Reproductive & Family Health

(Note for Prospective Applicants: Beginning in the Fall 2012, the School is moving to a new Certificate program with more than 20 offerings including: Child, Youth, and Family Health; Public Health and Humanitarian Assistance; Global Health; and Sexuality, Sexual, and Reproductive Health. Visit the Prospective Student/Columbia MPH site for more information.)

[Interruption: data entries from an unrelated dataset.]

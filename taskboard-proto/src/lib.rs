//! Shared protocol definitions for the Taskboard document store.

pub mod codec;
pub mod collection;
pub mod task;
pub mod wire;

 Faculty, research staff, and students in the Reproductive and Family Health Track, work to improve the health and well-being of men and women, adolescents and children, in our own neighborhood, the nation, and throughout the world. Students develop research and programmatic skills through coursework that includes theoretical and sociocultural content about their topics of particular interest. They benefit as well from exposure to the variety of service-based research and programs underway within the Department.

 

 

 

 

Track Overview

The primary purpose of the Reproductive and Family Health Track is to train the next generation of public health professionals engaged in the practice of comprehensive reproductive public health service delivery, and of services for adolescents and children. The Track’s teaching and research components emphasize pragmatic, inter-disciplinary, and human rights-based problem-solving in the health and social sectors, and include attention to policy and health systems frameworks.  In the Reproductive and Family Health Track, students learn through:

 

  1. Graduate-level training in public health. The Program offers a Masters in Public Health (M.P.H.) in the Heilbrunn Department of Population and Family Health at Columbia University's Mailman School of Public Health. The curriculum includes public health core and departmental cores, as well as required substantive courses.
  2. Research, policy analysis, and partnerships. Departmental faculty members lead innovative research projects, and participate in local, national, and global partnerships to contribute to the effectiveness and quality of service delivery programs. Frequently, students become involved.
  3. Direct services to populations in need, and developing innovative health programs. Departmental faculty members and research officers participate in a range of settings – such as clinics, schools, city and state governments, and national and international non-governmental organizations – to improve the quality and efficacy of public health service delivery. Students, through practica and internships, work directly in programs that serve communities. 
  4. Human rights and evidence-based advocacy networks that promote sexual and reproductive health in its broadest sense.Departmental faculty members and research officers participate in a range of networks.

Faculty and Staff have diverse training and backgrounds in fields such as clinical nursing and medicine, epidemiology, demography, sociology, psychology, law, social work, program administration, and public health. Staff who relate to students in the Reproductive and Family Health track are located in New York, as well as several countries in Africa, South Asia and Latin America.